_Task item_: A faithful transcription of all the data is required.

Stored data:
☆ ☆ ☆ ☆ ☆

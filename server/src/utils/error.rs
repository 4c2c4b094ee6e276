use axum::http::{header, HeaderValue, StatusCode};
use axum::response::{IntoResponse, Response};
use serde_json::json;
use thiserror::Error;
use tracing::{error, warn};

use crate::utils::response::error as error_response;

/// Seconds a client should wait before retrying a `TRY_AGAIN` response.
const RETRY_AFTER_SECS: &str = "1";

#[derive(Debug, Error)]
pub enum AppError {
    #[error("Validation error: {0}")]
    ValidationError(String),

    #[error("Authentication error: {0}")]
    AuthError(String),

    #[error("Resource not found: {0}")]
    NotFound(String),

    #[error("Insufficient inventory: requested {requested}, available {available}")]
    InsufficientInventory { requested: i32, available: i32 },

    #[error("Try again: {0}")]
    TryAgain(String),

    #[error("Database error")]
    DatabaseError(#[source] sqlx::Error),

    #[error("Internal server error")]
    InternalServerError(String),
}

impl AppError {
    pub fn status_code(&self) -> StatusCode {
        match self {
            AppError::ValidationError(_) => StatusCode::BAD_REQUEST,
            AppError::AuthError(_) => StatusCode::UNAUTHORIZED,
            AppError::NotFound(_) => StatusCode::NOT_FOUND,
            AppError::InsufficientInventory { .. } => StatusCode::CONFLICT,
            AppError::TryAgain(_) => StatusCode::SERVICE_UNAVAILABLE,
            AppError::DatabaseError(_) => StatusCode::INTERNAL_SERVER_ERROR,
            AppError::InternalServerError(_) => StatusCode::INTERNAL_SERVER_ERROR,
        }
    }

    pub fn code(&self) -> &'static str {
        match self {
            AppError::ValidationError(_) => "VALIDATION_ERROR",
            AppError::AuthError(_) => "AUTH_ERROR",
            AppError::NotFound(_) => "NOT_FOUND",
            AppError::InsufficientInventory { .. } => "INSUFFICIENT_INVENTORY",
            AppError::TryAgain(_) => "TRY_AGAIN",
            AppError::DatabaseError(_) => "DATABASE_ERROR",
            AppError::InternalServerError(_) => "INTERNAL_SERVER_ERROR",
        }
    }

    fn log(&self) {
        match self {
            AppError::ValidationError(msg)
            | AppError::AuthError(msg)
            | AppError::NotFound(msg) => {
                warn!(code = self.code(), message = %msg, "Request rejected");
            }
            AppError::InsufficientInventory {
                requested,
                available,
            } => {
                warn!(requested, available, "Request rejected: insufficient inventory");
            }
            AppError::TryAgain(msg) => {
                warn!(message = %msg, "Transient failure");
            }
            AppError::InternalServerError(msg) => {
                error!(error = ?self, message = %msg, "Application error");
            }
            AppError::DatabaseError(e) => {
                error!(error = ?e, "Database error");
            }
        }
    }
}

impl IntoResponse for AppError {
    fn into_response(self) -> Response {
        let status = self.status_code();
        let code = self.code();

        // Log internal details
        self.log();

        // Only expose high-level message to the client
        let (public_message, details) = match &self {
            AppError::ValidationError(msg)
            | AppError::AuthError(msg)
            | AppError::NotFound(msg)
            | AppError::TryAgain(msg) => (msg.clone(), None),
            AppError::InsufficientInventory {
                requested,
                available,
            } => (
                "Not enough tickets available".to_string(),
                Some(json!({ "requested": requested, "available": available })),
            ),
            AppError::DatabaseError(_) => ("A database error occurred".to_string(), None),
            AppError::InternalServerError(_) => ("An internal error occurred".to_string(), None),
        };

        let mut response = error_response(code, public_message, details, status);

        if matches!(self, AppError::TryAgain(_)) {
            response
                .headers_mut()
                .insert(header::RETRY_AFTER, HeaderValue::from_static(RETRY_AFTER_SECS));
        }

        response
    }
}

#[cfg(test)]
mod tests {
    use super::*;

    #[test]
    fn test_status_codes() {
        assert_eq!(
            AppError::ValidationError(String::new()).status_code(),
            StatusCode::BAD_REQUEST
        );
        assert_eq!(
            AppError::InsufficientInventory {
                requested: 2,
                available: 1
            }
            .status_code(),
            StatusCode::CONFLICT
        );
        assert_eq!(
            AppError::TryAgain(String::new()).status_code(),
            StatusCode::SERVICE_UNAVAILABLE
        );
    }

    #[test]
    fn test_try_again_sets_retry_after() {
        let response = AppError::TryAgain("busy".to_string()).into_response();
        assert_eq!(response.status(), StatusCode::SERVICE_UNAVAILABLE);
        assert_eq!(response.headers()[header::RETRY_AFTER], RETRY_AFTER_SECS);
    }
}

☆ ☆ ☆ ☆ ☆

_Your solution_:
filename server/src/utils/error.rs
repository 4c2c4b094ee6e276
use axum::http::{header, HeaderValue, StatusCode};
use axum::response::{IntoResponse, Response};
use serde_json::json;
use thiserror::Error;
use tracing::{error, warn};

use crate::utils::response::error as error_response;

/// Seconds a client should wait before retrying a `TRY_AGAIN` response.
const RETRY_AFTER_SECS: &str = "1";

#[derive(Debug, Error)]
pub enum AppError {
    #[error("Validation error: {0}")]
    ValidationError(String),

    #[error("Authentication error: {0}")]
    AuthError(String),

    #[error("Resource not found: {0}")]
    NotFound(String),

    #[error("Insufficient inventory: requested {requested}, available {available}")]
    InsufficientInventory { requested: i32, available: i32 },

    #[error("Try again: {0}")]
    TryAgain(String),

    #[error("Database error")]
    DatabaseError(#[source] sqlx::Error),

    #[error("Internal server error")]
    InternalServerError(String),
}

impl AppError {
    pub fn status_code(&self) -> StatusCode {
        match self {
            AppError::ValidationError(_) => StatusCode::BAD_REQUEST,
            AppError::AuthError(_) => StatusCode::UNAUTHORIZED,
            AppError::NotFound(_) => StatusCode::NOT_FOUND,
            AppError::InsufficientInventory { .. } => StatusCode::CONFLICT,
            AppError::TryAgain(_) => StatusCode::SERVICE_UNAVAILABLE,
            AppError::DatabaseError(_) => StatusCode::INTERNAL_SERVER_ERROR,
            AppError::InternalServerError(_) => StatusCode::INTERNAL_SERVER_ERROR,
        }
    }

    pub fn code(&self) -> &'static str {
        match self {
            AppError::ValidationError(_) => "VALIDATION_ERROR",
            AppError::AuthError(_) => "AUTH_ERROR",
            AppError::NotFound(_) => "NOT_FOUND",
            AppError::InsufficientInventory { .. } => "INSUFFICIENT_INVENTORY",
            AppError::TryAgain(_) => "TRY_AGAIN",
            AppError::DatabaseError(_) => "DATABASE_ERROR",
            AppError::InternalServerError(_) => "INTERNAL_SERVER_ERROR",
        }
    }

    fn log(&self) {
        match self {
            AppError::ValidationError(msg)
            | AppError::AuthError(msg)
            | AppError::NotFound(msg) => {
                warn!(code = self.code(), message = %msg, "Request rejected");
            }
            AppError::InsufficientInventory {
                requested,
                available,
            } => {
                warn!(requested, available, "Request rejected: insufficient inventory");
            }
            AppError::TryAgain(msg) => {
                warn!(message = %msg, "Transient failure");
            }
            AppError::InternalServerError(msg) => {
                error!(error = ?self, message = %msg, "Application error");
            }
            AppError::DatabaseError(e) => {
                error!(error = ?e, "Database error");
            }
        }
    }
}

impl IntoResponse for AppError {
    fn into_response(self) -> Response {
        let status = self.status_code();
        let code = self.code();

        // Log internal details
        self.log();

        // Only expose high-level message to the client
        let (public_message, details) = match &self {
            AppError::ValidationError(msg)
            | AppError::AuthError(msg)
            | AppError::NotFound(msg)
            | AppError::TryAgain(msg) => (msg.clone(), None),
            AppError::InsufficientInventory {
                requested,
                available,
            } => (
                "Not enough tickets available".to_string(),
                Some(json!({ "requested": requested, "available": available })),
            ),
            AppError::DatabaseError(_) => ("A database error occurred".to_string(), None),
            AppError::InternalServerError(_) => ("An internal error occurred".to_string(), None),
        };

        let mut response = error_response(code, public_message, details, status);

        if matches!(self, AppError::TryAgain(_)) {
            response
                .headers_mut()
                .insert(header::RETRY_AFTER, HeaderValue::from_static(RETRY_AFTER_SECS));
        }

        response
    }
}

#[cfg(test)]
mod tests {
    use super::*;

    #[test]
    fn test_status_codes() {
        assert_eq!(
            AppError::ValidationError(String::new()).status_code(),
            StatusCode::BAD_REQUEST
        );
        assert_eq!(
            AppError::InsufficientInventory {
                requested: 2,
                available: 1
            }
            .status_code(),
            StatusCode::CONFLICT
        );
        assert_eq!(
            AppError::TryAgain(String::new()).status_code(),
            StatusCode::SERVICE_UNAVAILABLE
        );
    }

    #[test]
    fn test_try_again_sets_retry_after() {
        let response = AppError::TryAgain("busy".to_string()).into_response();
        assert_eq!(response.status(), StatusCode::SERVICE_UNAVAILABLE);
        assert_eq!(response.headers()[header::RETRY_AFTER], RETRY_AFTER_SECS);
    }
}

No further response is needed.